Há uma passagem escrita pelo filósofo de Danzig que sintetiza bem essa diferença: ele diz que as ciências determinam o “Como” (forma) das coisas, mas não explica o  “Que” (conteúdo) delas. É precisamente nesse sentido que as “forças mesmas” permanecem como qualitas occulta, pois a coisa-em-si aparece nos fenômenos, mas é absolutamente diferente deles e por isso permanece estranha às ciências. Portanto, não caberá às ciências o conhecimento do núcleo do mundo, uma vez que elas encontram seu limite na representação. Ora, é ao filósofo que cabe investigar justamente o que está adiante. É ele que irá explorar o metafísico, aquilo que confere existência e continuidade ao físico e que, para Arthur Schopenhauer, denomina-se Vontade, sendo que para chegar a essa essência, a filosofia schopenhaueriana não se projeta para fora, como sempre fizeram os grandes pensadores, mas sim para o exame de nosso interior, para os movimentos e ações do corpo, que é “condição de conhecimento da minha vontade”. (SCHOPENHAUER, 2013, p.119). Entenda-se que, portanto, a filosofia e o corpo são, por assim dizer, as chaves que possibilitam o acesso ao que há de mais real, ao que é inexplicável para o campo das ciências.

Referências:

BARBOZA, Jair. Schopenhauer e a Decifração do Enigma do Mundo. São Paulo: Moderna, 1997.

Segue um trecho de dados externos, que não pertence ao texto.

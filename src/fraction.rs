// SPDX-License-Identifier: MIT
// Copyright (c) 2026 Tom F. (https://github.com/tomtom215/duckdb-behavioral)

//! Continued-fraction approximation of probabilities.
//!
//! Enumerated probabilities are sums of products of `p` and `1 - p`, so with
//! the usual `p = 0.5` they are dyadic rationals. [`approximate`] recovers
//! the small fraction behind a float by walking the convergents of its
//! continued-fraction expansion.

use std::fmt;

use serde::Serialize;

/// Tolerance used by [`format_probability`].
pub const DEFAULT_TOLERANCE: f64 = 1e-10;

/// Upper bound on recurrence steps before giving up on a fraction.
const MAX_CONVERGENTS: usize = 64;

/// Digits kept by the decimal fallback.
const DECIMAL_DIGITS: usize = 6;

/// Result of [`approximate`].
#[derive(Debug, Clone, PartialEq, Eq, Serialize)]
pub enum Approximation {
    /// A convergent within tolerance.
    Fraction {
        /// Numerator.
        numerator: u64,
        /// Denominator, always >= 1.
        denominator: u64,
    },
    /// No convergent was within tolerance; the value truncated to a fixed
    /// number of decimal digits.
    Decimal(String),
}

impl fmt::Display for Approximation {
    fn fmt(&self, f: &mut fmt::Formatter<'_>) -> fmt::Result {
        match self {
            Self::Fraction {
                numerator,
                denominator,
            } => write!(f, "{numerator}/{denominator}"),
            Self::Decimal(s) => f.write_str(s),
        }
    }
}

/// Finds the first convergent `h/k` of `x` with `|h/k - x| < tolerance`.
///
/// Uses the recurrence `h(n) = a(n)·h(n-1) + h(n-2)` (same for `k`) over the
/// partial quotients `a(n)` of `x`. `x = 0` short-circuits to `0/1`.
///
/// Falls back to [`Approximation::Decimal`] when `x` is negative or not
/// finite, when the expansion terminates or overflows `u64` without meeting
/// the tolerance, or after a bounded number of steps.
///
/// # Examples
///
/// ```
/// use agahnim::fraction::{approximate, Approximation};
///
/// assert_eq!(
///     approximate(0.375, 1e-9),
///     Approximation::Fraction { numerator: 3, denominator: 8 }
/// );
/// assert_eq!(approximate(0.375, 1e-9).to_string(), "3/8");
/// ```
pub fn approximate(x: f64, tolerance: f64) -> Approximation {
    if x == 0.0 {
        return Approximation::Fraction {
            numerator: 0,
            denominator: 1,
        };
    }
    if !x.is_finite() || x < 0.0 {
        return decimal(x);
    }

    // (h, k) = (h(n-1), k(n-1)); (h_prev, k_prev) = (h(n-2), k(n-2))
    let (mut h_prev, mut h) = (0u64, 1u64);
    let (mut k_prev, mut k) = (1u64, 0u64);
    let mut remainder = x;

    for _ in 0..MAX_CONVERGENTS {
        let whole = remainder.floor();
        if whole >= u64::MAX as f64 {
            break;
        }
        let a = whole as u64;
        let (Some(h_next), Some(k_next)) = (
            a.checked_mul(h).and_then(|v| v.checked_add(h_prev)),
            a.checked_mul(k).and_then(|v| v.checked_add(k_prev)),
        ) else {
            break;
        };

        if (h_next as f64 / k_next as f64 - x).abs() < tolerance {
            return Approximation::Fraction {
                numerator: h_next,
                denominator: k_next,
            };
        }

        (h_prev, h) = (h, h_next);
        (k_prev, k) = (k, k_next);

        let fractional = remainder - whole;
        if fractional <= 0.0 {
            break;
        }
        remainder = 1.0 / fractional;
        if !remainder.is_finite() {
            break;
        }
    }

    decimal(x)
}

fn decimal(x: f64) -> Approximation {
    Approximation::Decimal(format!("{:.*}", DECIMAL_DIGITS, x))
}

/// Formats a probability as `"<fraction> (<percent>%)"`, or `"0"`.
///
/// The percentage keeps three decimals unless they are all zero.
///
/// # Examples
///
/// ```
/// use agahnim::fraction::format_probability;
///
/// assert_eq!(format_probability(0.5), "1/2 (50%)");
/// assert_eq!(format_probability(0.0625), "1/16 (6.250%)");
/// assert_eq!(format_probability(0.0), "0");
/// ```
pub fn format_probability(probability: f64) -> String {
    if probability == 0.0 {
        return "0".to_string();
    }
    let percent = format!("{:.3}", probability * 100.0);
    let percent = percent.strip_suffix(".000").unwrap_or(&percent);
    format!(
        "{} ({percent}%)",
        approximate(probability, DEFAULT_TOLERANCE)
    )
}

#[cfg(test)]
mod tests {
    use super::*;

    fn frac(numerator: u64, denominator: u64) -> Approximation {
        Approximation::Fraction {
            numerator,
            denominator,
        }
    }

    #[test]
    fn test_zero() {
        assert_eq!(approximate(0.0, 1e-9), frac(0, 1));
        assert_eq!(approximate(-0.0, 1e-9), frac(0, 1));
    }

    #[test]
    fn test_one() {
        assert_eq!(approximate(1.0, 1e-9), frac(1, 1));
    }

    #[test]
    fn test_dyadic() {
        assert_eq!(approximate(0.5, 1e-10), frac(1, 2));
        assert_eq!(approximate(0.0625, 1e-10), frac(1, 16));
        assert_eq!(approximate(2f64.powi(-15), 1e-10), frac(1, 32768));
        assert_eq!(approximate(11.0 / 32.0, 1e-10), frac(11, 32));
    }

    #[test]
    fn test_repeating() {
        assert_eq!(approximate(1.0 / 3.0, 1e-10), frac(1, 3));
        assert_eq!(approximate(2.0 / 7.0, 1e-10), frac(2, 7));
    }

    #[test]
    fn test_loose_tolerance_prefers_small_denominator() {
        // 0.33 is within 0.01 of 1/3
        assert_eq!(approximate(0.33, 0.01), frac(1, 3));
        // pi/4 is close to 11/14 at 1e-3
        assert_eq!(approximate(std::f64::consts::FRAC_PI_4, 1e-3), frac(11, 14));
    }

    #[test]
    fn test_zero_tolerance_falls_back_to_decimal() {
        assert_eq!(
            approximate(std::f64::consts::FRAC_PI_4, 0.0),
            Approximation::Decimal("0.785398".to_string())
        );
    }

    #[test]
    fn test_invalid_input_falls_back_to_decimal() {
        assert_eq!(
            approximate(-0.25, 1e-9),
            Approximation::Decimal("-0.250000".to_string())
        );
        assert!(matches!(approximate(f64::NAN, 1e-9), Approximation::Decimal(_)));
        assert!(matches!(
            approximate(f64::INFINITY, 1e-9),
            Approximation::Decimal(_)
        ));
    }

    #[test]
    fn test_display() {
        assert_eq!(frac(3, 8).to_string(), "3/8");
        assert_eq!(Approximation::Decimal("0.1".into()).to_string(), "0.1");
    }

    #[test]
    fn test_format_probability() {
        assert_eq!(format_probability(0.0), "0");
        assert_eq!(format_probability(1.0), "1/1 (100%)");
        assert_eq!(format_probability(0.5), "1/2 (50%)");
        assert_eq!(format_probability(0.125), "1/8 (12.500%)");
        assert_eq!(format_probability(0.0625), "1/16 (6.250%)");
    }
}

#[cfg(test)]
mod proptests {
    use super::*;
    use proptest::prelude::*;

    const fn gcd(a: u64, b: u64) -> u64 {
        if b == 0 {
            a
        } else {
            gcd(b, a % b)
        }
    }

    proptest! {
        #[test]
        fn small_fractions_round_trip(d in 1u64..200, n_seed in 0u64..200) {
            let n = n_seed % (d + 1);
            let g = gcd(n, d);
            let expected = if n == 0 {
                Approximation::Fraction { numerator: 0, denominator: 1 }
            } else {
                Approximation::Fraction { numerator: n / g, denominator: d / g }
            };
            prop_assert_eq!(approximate(n as f64 / d as f64, 1e-9), expected);
        }

        #[test]
        fn fraction_is_within_tolerance(x in 0.0f64..=1.0, exp in 2i32..12) {
            let tolerance = 10f64.powi(-exp);
            if let Approximation::Fraction { numerator, denominator } = approximate(x, tolerance) {
                prop_assert!(denominator >= 1);
                prop_assert!((numerator as f64 / denominator as f64 - x).abs() < tolerance);
            }
        }
    }
}
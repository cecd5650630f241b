//! Domain Layer - Core business logic and entities

pub mod analysis;

pub use analysis::*;
//! Repository acquisition contract
//!
//! The orchestrator gets a local copy of each repository through
//! [`RepositoryAcquirer`], scans it into [`SourceFile`]s, and releases it.

use std::path::{Path, PathBuf};

use async_trait::async_trait;
use chrono::{DateTime, Utc};
use tempfile::TempDir;

use codescope_core::domain::analysis::{LanguageLineCounts, Repository, SourceFile};

/// A local copy of a repository, ready to scan.
///
/// A temporary checkout owns its directory: dropping the checkout deletes
/// it, so a checkout can never outlive its run even on early returns.
#[derive(Debug)]
pub struct Checkout {
    path: PathBuf,
    /// HEAD commit hash, when resolvable
    pub commit_hash: Option<String>,
    pub commit_date: Option<DateTime<Utc>>,
    guard: Option<TempDir>,
}

impl Checkout {
    /// Checkout backed by a temporary directory that is removed on release
    pub fn temporary(
        dir: TempDir,
        commit_hash: Option<String>,
        commit_date: Option<DateTime<Utc>>,
    ) -> Self {
        Self {
            path: dir.path().to_path_buf(),
            commit_hash,
            commit_date,
            guard: Some(dir),
        }
    }

    /// Checkout of a directory that already exists and must be left alone
    pub fn in_place(
        path: impl Into<PathBuf>,
        commit_hash: Option<String>,
        commit_date: Option<DateTime<Utc>>,
    ) -> Self {
        Self {
            path: path.into(),
            commit_hash,
            commit_date,
            guard: None,
        }
    }

    pub fn path(&self) -> &Path {
        &self.path
    }

    pub fn is_temporary(&self) -> bool {
        self.guard.is_some()
    }

    /// Delete the temporary directory now, surfacing any I/O error.
    pub fn close(self) -> std::io::Result<()> {
        match self.guard {
            Some(dir) => dir.close(),
            None => Ok(()),
        }
    }
}

/// Files of one scanned checkout plus their totals
#[derive(Debug, Clone, Default)]
pub struct ScanResult {
    /// Text files in path order
    pub files: Vec<SourceFile>,
    pub total_files: u64,
    pub total_lines: u64,
    pub languages_by_line_count: LanguageLineCounts,
}

impl ScanResult {
    /// Build a result from `files`, deriving the totals.
    pub fn from_files(files: Vec<SourceFile>) -> Self {
        let mut languages_by_line_count = LanguageLineCounts::new();
        let mut total_lines = 0;
        for file in &files {
            let lines = file.line_count();
            total_lines += lines;
            *languages_by_line_count
                .entry(file.language.clone())
                .or_insert(0) += lines;
        }

        Self {
            total_files: files.len() as u64,
            total_lines,
            languages_by_line_count,
            files,
        }
    }
}

/// Errors from acquiring or scanning a repository
#[derive(Debug, thiserror::Error)]
pub enum AcquisitionError {
    #[error("Unsupported Git URL scheme for {0}. Only HTTPS is supported.")]
    UnsupportedScheme(String),
    #[error("Local repository path does not exist: {0}")]
    MissingPath(String),
    #[error("Local repository path is outside the allowed root: {0}")]
    OutsideLocalRoot(String),
    #[error("Local repositories are disabled (git.local_root is unset): {0}")]
    LocalDisabled(String),
    #[error("IO error: {0}")]
    Io(#[from] std::io::Error),
    #[error("Git operation failed: {0}")]
    Git(String),
    #[error("Invalid exclude pattern {pattern}: {message}")]
    InvalidPattern { pattern: String, message: String },
    #[error("Blocking task failed: {0}")]
    Join(#[from] tokio::task::JoinError),
}

/// Source of local repository copies
#[async_trait]
pub trait RepositoryAcquirer: Send + Sync {
    /// Obtain a local copy of `repository` at its configured branch.
    async fn acquire(&self, repository: &Repository) -> Result<Checkout, AcquisitionError>;

    /// List the analysable files under `root`.
    ///
    /// Files larger than `max_file_size` bytes and paths matching any of
    /// `exclude_patterns` are left out.
    async fn scan(
        &self,
        root: &Path,
        max_file_size: u64,
        exclude_patterns: &[String],
    ) -> Result<ScanResult, AcquisitionError>;

    /// Give back a checkout obtained from [`acquire`](Self::acquire).
    async fn release(&self, checkout: Checkout);
}

#[cfg(test)]
mod tests {
    use super::*;

    #[test]
    fn test_scan_result_totals() {
        let result = ScanResult::from_files(vec![
            SourceFile::new("a.rs", "Rust", "fn a() {}\nfn b() {}\n"),
            SourceFile::new("b.rs", "Rust", "fn c() {}"),
            SourceFile::new("c.py", "Python", "x = 1\n"),
        ]);
        assert_eq!(result.total_files, 3);
        assert_eq!(result.total_lines, 4);
        assert_eq!(result.languages_by_line_count["Rust"], 3);
        assert_eq!(result.languages_by_line_count["Python"], 1);
    }

    #[test]
    fn test_temporary_checkout_removed_on_close() {
        let dir = tempfile::tempdir().unwrap();
        let path = dir.path().to_path_buf();
        let checkout = Checkout::temporary(dir, Some("abc".into()), None);
        assert!(checkout.is_temporary());
        assert!(path.exists());
        checkout.close().unwrap();
        assert!(!path.exists());
    }

    #[test]
    fn test_in_place_checkout_leaves_directory() {
        let dir = tempfile::tempdir().unwrap();
        let checkout = Checkout::in_place(dir.path(), None, None);
        assert!(!checkout.is_temporary());
        checkout.close().unwrap();
        assert!(dir.path().exists());
    }
}
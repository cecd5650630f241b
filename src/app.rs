//! Application setup and wiring

use std::sync::Arc;

use anyhow::Context;
use codescope_core::Config;
use codescope_core::infrastructure::persistence::{
    PostgresAnalysisStore, PostgresCodebaseStore, PostgresFindingStore, PostgresRepositoryStore,
    postgres,
};
use codescope_llm::{
    AiAnalysisCoordinator, CoordinatorConfig, OpenAiCompatibleReviewer, RetryPolicy,
    RetryingReviewer,
};
use codescope_orchestrator::{
    AnalysisDispatcher, AnalysisOrchestrator, GitAcquirerConfig, GitRepositoryAcquirer,
    OrchestratorConfig, RecordStores, TracingProgressSink,
};

/// Everything the commands need, wired against PostgreSQL
pub struct AppHandle {
    pub config: Config,
    pub orchestrator: Arc<AnalysisOrchestrator>,
    pub dispatcher: AnalysisDispatcher,
}

/// Connect to the database and build the pipeline.
pub async fn create_app(config: Config) -> anyhow::Result<AppHandle> {
    let pool = Arc::new(
        postgres::connect(&config.database)
            .await
            .context("Failed to connect to database")?,
    );
    tracing::info!(
        max_connections = config.database.max_connections,
        "Database connection pool established"
    );

    let stores = RecordStores {
        codebases: Arc::new(PostgresCodebaseStore::new(pool.clone())),
        repositories: Arc::new(PostgresRepositoryStore::new(pool.clone())),
        analyses: Arc::new(PostgresAnalysisStore::new(pool.clone())),
        findings: Arc::new(PostgresFindingStore::new(pool)),
    };

    let reviewer = OpenAiCompatibleReviewer::from_config(&config.reviewer)
        .context("Failed to initialise model reviewer")?;
    let reviewer = RetryingReviewer::new(reviewer, RetryPolicy::from(&config.reviewer.retry));
    tracing::info!(
        model = %config.reviewer.model,
        base_url = %config.reviewer.base_url,
        "Model reviewer configured"
    );

    let coordinator = Arc::new(AiAnalysisCoordinator::new(
        Arc::new(reviewer),
        CoordinatorConfig::from(&config.analysis),
    ));

    let acquirer = GitRepositoryAcquirer::new(GitAcquirerConfig::from(&config.git))
        .context("Failed to prepare checkout directory")?;

    let orchestrator = Arc::new(AnalysisOrchestrator::new(
        stores.clone(),
        Arc::new(acquirer),
        coordinator,
        OrchestratorConfig::from(&config.analysis),
    ));

    let dispatcher = AnalysisDispatcher::new(
        orchestrator.clone(),
        stores.analyses,
        Arc::new(TracingProgressSink),
        config.analysis.max_concurrent_runs,
    );

    Ok(AppHandle {
        config,
        orchestrator,
        dispatcher,
    })
}
//! Analysis domain module
//!
//! Codebases, repositories, analysis runs and findings, together with the
//! status state machines and the store traits the orchestrator drives.

pub mod entities;
pub mod errors;
pub mod repositories;
pub mod source;
pub mod summary;
pub mod value_objects;

pub use entities::*;
pub use errors::*;
pub use repositories::*;
pub use source::*;
pub use summary::*;
pub use value_objects::*;
//! Record store implementations

pub mod memory;
pub mod postgres;

pub use memory::{
    InMemoryAnalysisStore, InMemoryCodebaseStore, InMemoryFindingStore, InMemoryRepositoryStore,
};
pub use postgres::{
    PostgresAnalysisStore, PostgresCodebaseStore, PostgresFindingStore, PostgresRepositoryStore,
};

SCHOPENHAUER, Arthur. O mundo como vontade e como representação. Tradução de: Jair Barboza. São Paulo: Unesp, 2013, 2 vols.

________________. Sobre a Vontade na Natureza. Tradução de: Gabriel Valladão Silva. Porto Alegre: L&PM, 2015.

________________. A Metafísica do Belo. Tradução de: Jair Barboza. São Paulo: Unesp, 2001.